* _Problem requirements_
Select the lines below containing the word "views".

* _Data extracts_
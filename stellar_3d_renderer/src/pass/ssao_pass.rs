/// Screen-space ambient occlusion (subpass 1)
///
/// Reads the normal and position G-buffers as input attachments and writes
/// the occlusion term. The hemisphere kernel is generated once from Halton
/// sequences and lives in a uniform buffer.

use std::sync::Arc;
use glam::{Vec3, Vec4};

use crate::attachment::AttachmentSlot;
use crate::config::{SsaoConfig, SSAO_KERNEL_SIZE};
use crate::device::{
    BindingResource, Buffer, BufferDesc, BufferUsage, ColorBlend, DescriptorSet,
    DescriptorSetLayoutDesc, DescriptorType, Pipeline, ShaderStageFlags,
};
use crate::error::Result;
use crate::pass::{
    not_initialized, FullscreenPipelineDesc, Pass, PassGraphContext, PassRecorder, ShaderProgram, SsaoUniforms,
};
use crate::render_graph::SubpassId;

/// Radical inverse of `index` in `base`
pub fn halton(mut index: u32, base: u32) -> f32 {
    let mut f = 1.0;
    let mut result = 0.0;
    while index > 0 {
        f /= base as f32;
        result += f * (index % base) as f32;
        index /= base;
    }
    result
}

/// Tangent-space hemisphere samples (z up), denser near the origin
pub fn ssao_kernel() -> [Vec4; SSAO_KERNEL_SIZE] {
    let mut kernel = [Vec4::ZERO; SSAO_KERNEL_SIZE];
    for (i, sample) in kernel.iter_mut().enumerate() {
        let n = i as u32 + 1;
        let direction = Vec3::new(
            halton(n, 2) * 2.0 - 1.0,
            halton(n, 3) * 2.0 - 1.0,
            halton(n, 5).max(0.05),
        )
        .normalize();
        let t = i as f32 / SSAO_KERNEL_SIZE as f32;
        let scale = 0.1 + 0.9 * t * t;
        *sample = (direction * scale).extend(0.0);
    }
    kernel
}

pub struct SsaoPass {
    config: SsaoConfig,
    pipeline: Option<Arc<dyn Pipeline>>,
    kernel_buffer: Option<Arc<dyn Buffer>>,
    /// Set 0 (frame uniforms) per frame slot
    frame_sets: Vec<Arc<dyn DescriptorSet>>,
    /// Set 1: normal and position input attachments, kernel
    input_set: Option<Arc<dyn DescriptorSet>>,
}

impl SsaoPass {
    pub fn new(config: SsaoConfig) -> Self {
        Self {
            config,
            pipeline: None,
            kernel_buffer: None,
            frame_sets: Vec::new(),
            input_set: None,
        }
    }

    fn build_input_set(&mut self, ctx: &PassGraphContext) -> Result<()> {
        let pipeline = self.pipeline.as_ref().ok_or_else(|| not_initialized("SSAO"))?;
        let kernel = self.kernel_buffer.as_ref().ok_or_else(|| not_initialized("SSAO"))?;
        let normal = ctx.attachments.texture(AttachmentSlot::GBufferNormal)?;
        let position = ctx.attachments.texture(AttachmentSlot::GBufferPosition)?;

        self.input_set = Some(ctx.device.create_descriptor_set(
            pipeline,
            1,
            &[
                BindingResource::InputAttachment(normal.as_ref()),
                BindingResource::InputAttachment(position.as_ref()),
                BindingResource::UniformBuffer(kernel.as_ref()),
            ],
        )?);
        Ok(())
    }
}

impl Pass for SsaoPass {
    fn name(&self) -> &'static str {
        "SSAO"
    }

    fn subpass(&self) -> Option<SubpassId> {
        Some(SubpassId::Ssao)
    }

    fn initialize(&mut self, ctx: &mut PassGraphContext) -> Result<()> {
        let pipeline = ctx.create_fullscreen_pipeline(FullscreenPipelineDesc {
            label: "ssao",
            fragment: ShaderProgram::Ssao,
            render_pass: ctx.render_pass,
            subpass: SubpassId::Ssao.index(),
            color_attachment_count: ctx.color_count(SubpassId::Ssao)?,
            blend: ColorBlend::Opaque,
            set_layouts: vec![
                DescriptorSetLayoutDesc::sequential(&[DescriptorType::UniformBuffer], ShaderStageFlags::FRAGMENT),
                DescriptorSetLayoutDesc::sequential(
                    &[DescriptorType::InputAttachment, DescriptorType::InputAttachment, DescriptorType::UniformBuffer],
                    ShaderStageFlags::FRAGMENT,
                ),
            ],
            push_constant_ranges: Vec::new(),
        })?;

        let uniforms = SsaoUniforms {
            samples: ssao_kernel(),
            params: Vec4::new(
                self.config.radius,
                self.config.bias,
                self.config.intensity,
                SSAO_KERNEL_SIZE as f32,
            ),
        };
        let kernel_buffer = ctx.device.create_buffer(BufferDesc {
            label: "ssao_kernel",
            size: std::mem::size_of::<SsaoUniforms>() as u64,
            usage: BufferUsage::UNIFORM,
        })?;
        kernel_buffer.update(0, bytemuck::bytes_of(&uniforms))?;

        self.frame_sets = ctx
            .shared
            .frame_uniforms
            .iter()
            .map(|buffer| ctx.device.create_descriptor_set(&pipeline, 0, &[BindingResource::UniformBuffer(buffer.as_ref())]))
            .collect::<Result<_>>()?;
        self.pipeline = Some(pipeline);
        self.kernel_buffer = Some(kernel_buffer);
        self.build_input_set(ctx)
    }

    fn draw(&mut self, rec: &mut PassRecorder) -> Result<()> {
        let pipeline = self.pipeline.as_ref().ok_or_else(|| not_initialized("SSAO"))?;
        let frame_set = self.frame_sets.get(rec.frame_slot).ok_or_else(|| not_initialized("SSAO"))?;
        let input_set = self.input_set.as_ref().ok_or_else(|| not_initialized("SSAO"))?;

        rec.cmd.bind_pipeline(pipeline)?;
        rec.cmd.bind_descriptor_set(pipeline, 0, frame_set)?;
        rec.cmd.bind_descriptor_set(pipeline, 1, input_set)?;
        rec.cmd.draw(3, 0)
    }

    fn update_after_attachment_recreate(&mut self, ctx: &mut PassGraphContext) -> Result<()> {
        self.build_input_set(ctx)
    }

    fn clean(&mut self) {
        self.input_set = None;
        self.frame_sets.clear();
        self.kernel_buffer = None;
        self.pipeline = None;
    }
}

#[cfg(test)]
#[path = "ssao_pass_tests.rs"]
mod tests;
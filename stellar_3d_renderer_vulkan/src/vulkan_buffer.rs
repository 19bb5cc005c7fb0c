/// Buffer - Vulkan implementation of the Buffer trait

use stellar_3d_renderer::stellar3d::{
    Result,
    Error,
    render::{Buffer as RendererBuffer, BufferDesc, BufferUsage},
};
use stellar_3d_renderer::{engine_error, engine_err, engine_bail};
use ash::vk;
use gpu_allocator::vulkan::{Allocation, AllocationCreateDesc, AllocationScheme};
use gpu_allocator::MemoryLocation;
use std::sync::Arc;

use crate::vulkan_context::GpuContext;

/// Vulkan buffer implementation
pub struct Buffer {
    /// Shared GPU context (device, allocator, queue, command pool)
    ctx: Arc<GpuContext>,
    pub(crate) buffer: vk::Buffer,
    allocation: Option<Allocation>,
    size: u64,
    pub(crate) usage: vk::BufferUsageFlags,
}

impl Buffer {
    /// Create a host-visible, persistently mapped buffer
    pub(crate) fn new(ctx: Arc<GpuContext>, desc: &BufferDesc) -> Result<Self> {
        if desc.size == 0 {
            engine_bail!("stellar3d::vulkan", "Buffer '{}' has zero size", desc.label);
        }
        Self::allocate(ctx, desc.label, desc.size, buffer_usage_to_vk(desc.usage), MemoryLocation::CpuToGpu)
    }

    /// Create a buffer with raw Vulkan usage flags (scratch, acceleration
    /// structure storage, shader binding tables)
    pub(crate) fn allocate(
        ctx: Arc<GpuContext>,
        label: &str,
        size: u64,
        usage: vk::BufferUsageFlags,
        location: MemoryLocation,
    ) -> Result<Self> {
        unsafe {
            let buffer_create_info = vk::BufferCreateInfo::default()
                .size(size)
                .usage(usage)
                .sharing_mode(vk::SharingMode::EXCLUSIVE);

            let buffer = ctx.device.create_buffer(&buffer_create_info, None)
                .map_err(|e| engine_err!("stellar3d::vulkan", "Failed to create buffer '{}' of size {} bytes: {:?}", label, size, e))?;

            let requirements = ctx.device.get_buffer_memory_requirements(buffer);

            let allocation = ctx.allocator.lock().unwrap().allocate(&AllocationCreateDesc {
                name: label,
                requirements,
                location,
                linear: true,
                allocation_scheme: AllocationScheme::GpuAllocatorManaged,
            });
            let allocation = match allocation {
                Ok(allocation) => allocation,
                Err(_) => {
                    ctx.device.destroy_buffer(buffer, None);
                    let size_mb = requirements.size as f64 / (1024.0 * 1024.0);
                    engine_error!("stellar3d::vulkan", "Out of GPU memory for buffer '{}' (required: {:.2} MB)", label, size_mb);
                    return Err(Error::OutOfMemory);
                }
            };

            // From here on Drop releases the buffer and its memory
            let result = Self {
                ctx,
                buffer,
                allocation: Some(allocation),
                size,
                usage,
            };

            if let Some(allocation) = &result.allocation {
                result.ctx.device.bind_buffer_memory(buffer, allocation.memory(), allocation.offset())
                    .map_err(|e| engine_err!("stellar3d::vulkan", "Failed to bind memory of buffer '{}': {:?}", label, e))?;
            }

            Ok(result)
        }
    }

    /// GPU virtual address (buffer created with SHADER_DEVICE_ADDRESS)
    pub(crate) fn device_address(&self) -> u64 {
        unsafe {
            let info = vk::BufferDeviceAddressInfo::default().buffer(self.buffer);
            self.ctx.device.get_buffer_device_address(&info)
        }
    }
}

impl RendererBuffer for Buffer {
    fn size(&self) -> u64 {
        self.size
    }

    fn update(&self, offset: u64, data: &[u8]) -> Result<()> {
        let end = offset.checked_add(data.len() as u64);
        if end.map_or(true, |end| end > self.size) {
            return Err(Error::InvalidResource(format!(
                "buffer update of {} bytes at offset {} exceeds buffer size {}",
                data.len(),
                offset,
                self.size
            )));
        }

        let allocation = self.allocation.as_ref().ok_or_else(|| {
            engine_err!("stellar3d::vulkan", "Buffer update failed: no GPU allocation")
        })?;

        let mapped_ptr = allocation
            .mapped_ptr()
            .ok_or_else(|| Error::BackendError("Buffer is not CPU-accessible".to_string()))?
            .as_ptr() as *mut u8;

        unsafe {
            std::ptr::copy_nonoverlapping(
                data.as_ptr(),
                mapped_ptr.add(offset as usize),
                data.len(),
            );
        }

        Ok(())
    }
}

impl Drop for Buffer {
    fn drop(&mut self) {
        unsafe {
            if let Some(allocation) = self.allocation.take() {
                // Don't panic if lock fails - we still need to destroy the buffer
                if let Ok(mut allocator) = self.ctx.allocator.lock() {
                    allocator.free(allocation).ok();
                }
            }

            self.ctx.device.destroy_buffer(self.buffer, None);
        }
    }
}

pub(crate) fn buffer_usage_to_vk(usage: BufferUsage) -> vk::BufferUsageFlags {
    let mut flags = vk::BufferUsageFlags::TRANSFER_DST;
    if usage.contains(BufferUsage::UNIFORM) {
        flags |= vk::BufferUsageFlags::UNIFORM_BUFFER;
    }
    if usage.contains(BufferUsage::STORAGE) {
        flags |= vk::BufferUsageFlags::STORAGE_BUFFER;
    }
    if usage.contains(BufferUsage::VERTEX) {
        flags |= vk::BufferUsageFlags::VERTEX_BUFFER;
    }
    if usage.contains(BufferUsage::INDEX) {
        flags |= vk::BufferUsageFlags::INDEX_BUFFER;
    }
    if usage.contains(BufferUsage::TRANSFER_SRC) {
        flags |= vk::BufferUsageFlags::TRANSFER_SRC;
    }
    if usage.contains(BufferUsage::DEVICE_ADDRESS) {
        flags |= vk::BufferUsageFlags::SHADER_DEVICE_ADDRESS
            | vk::BufferUsageFlags::ACCELERATION_STRUCTURE_BUILD_INPUT_READ_ONLY_KHR;
    }
    flags
}
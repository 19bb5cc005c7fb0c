/// Interfaces to the collaborators outside the renderer core: the scene,
/// the UI overlay and the shader bytecode source

use std::sync::Arc;
use glam::{Mat4, Vec3};

use crate::device::{
    AccelerationStructure, CommandList, GraphicsDevice, Pipeline, RenderPass, ShaderStage,
    ShaderStageFlags, Texture, VertexLayout,
};
use crate::error::Result;

/// Camera matrices for the current frame
#[derive(Debug, Clone, Copy, PartialEq)]
pub struct CameraData {
    pub view: Mat4,
    pub projection: Mat4,
    /// World-space eye position
    pub position: Vec3,
    pub near: f32,
    pub far: f32,
}

impl Default for CameraData {
    fn default() -> Self {
        Self {
            view: Mat4::IDENTITY,
            projection: Mat4::IDENTITY,
            position: Vec3::ZERO,
            near: 0.1,
            far: 100.0,
        }
    }
}

/// The directional light casting cascaded (or ray traced) shadows
#[derive(Debug, Clone, Copy, PartialEq)]
pub struct DirectionalLight {
    /// World-space direction the light travels in
    pub direction: Vec3,
    pub color: Vec3,
    pub intensity: f32,
}

impl Default for DirectionalLight {
    fn default() -> Self {
        Self {
            direction: Vec3::new(-0.3, -1.0, -0.2).normalize(),
            color: Vec3::ONE,
            intensity: 3.0,
        }
    }
}

/// Why a pass asks the scene for geometry
#[derive(Debug, Clone, Copy, PartialEq, Eq)]
pub enum GeometryPurpose {
    GBuffer,
    /// Depth-only draw into one shadow cascade
    ShadowCascade(u32),
}

/// Everything the scene needs to record its draws for one pass
///
/// The pipeline and the pass descriptor sets are already bound; the scene
/// binds vertex/index buffers, pushes per-object constants at offset 0 and
/// issues draws.
pub struct GeometryRequest<'a> {
    pub purpose: GeometryPurpose,
    pub pipeline: &'a Arc<dyn Pipeline>,
    /// Stages the per-object push constants are visible to
    pub push_constant_stages: ShaderStageFlags,
}

/// Frame-time scene access
pub trait SceneProvider {
    fn camera(&self) -> CameraData;

    fn directional_light(&self) -> DirectionalLight;

    /// Record the scene's geometry for one geometry-consuming pass
    fn draw_geometry(&self, cmd: &mut dyn CommandList, request: &GeometryRequest) -> Result<()>;
}

/// Immediate-mode UI drawn over the shaded image in the last subpass
pub trait UiOverlay {
    fn initialize(&mut self, device: &dyn GraphicsDevice, render_pass: &Arc<dyn RenderPass>, subpass: u32) -> Result<()>;

    /// Record the UI draws; returns true if vertex/index buffers changed
    fn record(&mut self, cmd: &mut dyn CommandList, subpass: u32) -> Result<bool>;

    fn clean(&mut self);
}

/// Shader programs used by the passes
#[derive(Debug, Clone, Copy, PartialEq, Eq, Hash)]
pub enum ShaderProgram {
    GBuffer,
    ShadowDepth,
    /// Vertex shader generating a screen-covering triangle
    FullscreenTriangle,
    Ssao,
    Lighting,
    LightingRayTraced,
    Shading,
    IrradianceConvolution,
    BrdfIntegration,
    ShadowRays,
}

/// Source of SPIR-V bytecode
pub trait ShaderLibrary: Send + Sync {
    fn spirv(&self, program: ShaderProgram, stage: ShaderStage) -> Option<&[u32]>;
}

/// Scene resources needed once, when the render graph initializes
pub struct SceneResources {
    /// Environment cube map convolved by the IBL precompute
    pub environment_map: Arc<dyn Texture>,
    /// Vertex layout of the scene's meshes
    pub vertex_layout: VertexLayout,
    /// Top-level acceleration structure, required by the ray traced variant
    pub acceleration_structure: Option<Arc<dyn AccelerationStructure>>,
}
/// Framebuffer - Vulkan implementation of the Framebuffer trait
///
/// Groups the attachment views of one render pass instance. Created when
/// the render graph is built and rebuilt with it on resize.

use stellar_3d_renderer::stellar3d::Result;
use stellar_3d_renderer::stellar3d::render::{
    Framebuffer as RendererFramebuffer, FramebufferDesc, RenderPass as RendererRenderPass,
    RenderTarget as RendererRenderTarget,
};
use stellar_3d_renderer::{engine_bail, engine_err};
use ash::vk;
use std::sync::Arc;

use crate::vulkan_context::GpuContext;
use crate::vulkan_render_pass::RenderPass;
use crate::vulkan_render_target::RenderTarget;

/// Vulkan framebuffer implementation
///
/// Keeps its attachments alive; destroyed when dropped.
pub struct Framebuffer {
    ctx: Arc<GpuContext>,
    pub(crate) framebuffer: vk::Framebuffer,
    width: u32,
    height: u32,
    _attachments: Vec<Arc<dyn RendererRenderTarget>>,
}

impl Framebuffer {
    pub(crate) fn new(ctx: Arc<GpuContext>, desc: &FramebufferDesc) -> Result<Self> {
        let expected = desc.render_pass.attachment_count() as usize;
        if desc.attachments.len() != expected {
            engine_bail!("stellar3d::vulkan",
                "create_framebuffer: render pass has {} attachments, got {}",
                expected, desc.attachments.len());
        }
        if let Some(small) = desc.attachments.iter()
            .find(|rt| rt.width() < desc.width || rt.height() < desc.height)
        {
            engine_bail!("stellar3d::vulkan",
                "create_framebuffer: attachment {}x{} smaller than framebuffer {}x{}",
                small.width(), small.height(), desc.width, desc.height);
        }

        unsafe {
            let vk_render_pass = desc.render_pass.as_ref()
                as *const dyn RendererRenderPass
                as *const RenderPass;
            let vk_render_pass = &*vk_render_pass;

            let views: Vec<vk::ImageView> = desc.attachments
                .iter()
                .map(|rt| {
                    let vk_rt = rt.as_ref() as *const dyn RendererRenderTarget as *const RenderTarget;
                    (*vk_rt).image_view
                })
                .collect();

            let framebuffer_info = vk::FramebufferCreateInfo::default()
                .render_pass(vk_render_pass.render_pass)
                .attachments(&views)
                .width(desc.width)
                .height(desc.height)
                .layers(desc.layers.max(1));

            let framebuffer = ctx.device.create_framebuffer(&framebuffer_info, None)
                .map_err(|e| engine_err!("stellar3d::vulkan", "Failed to create framebuffer: {:?}", e))?;

            Ok(Self {
                ctx,
                framebuffer,
                width: desc.width,
                height: desc.height,
                _attachments: desc.attachments.clone(),
            })
        }
    }
}

impl RendererFramebuffer for Framebuffer {
    fn width(&self) -> u32 {
        self.width
    }

    fn height(&self) -> u32 {
        self.height
    }
}

impl Drop for Framebuffer {
    fn drop(&mut self) {
        unsafe {
            self.ctx.device.destroy_framebuffer(self.framebuffer, None);
        }
    }
}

* _Expected answer_
/// Groups the attachment views of one render pass instance. Created when
            let views: Vec<vk::ImageView> = desc.attachments
                .attachments(&views)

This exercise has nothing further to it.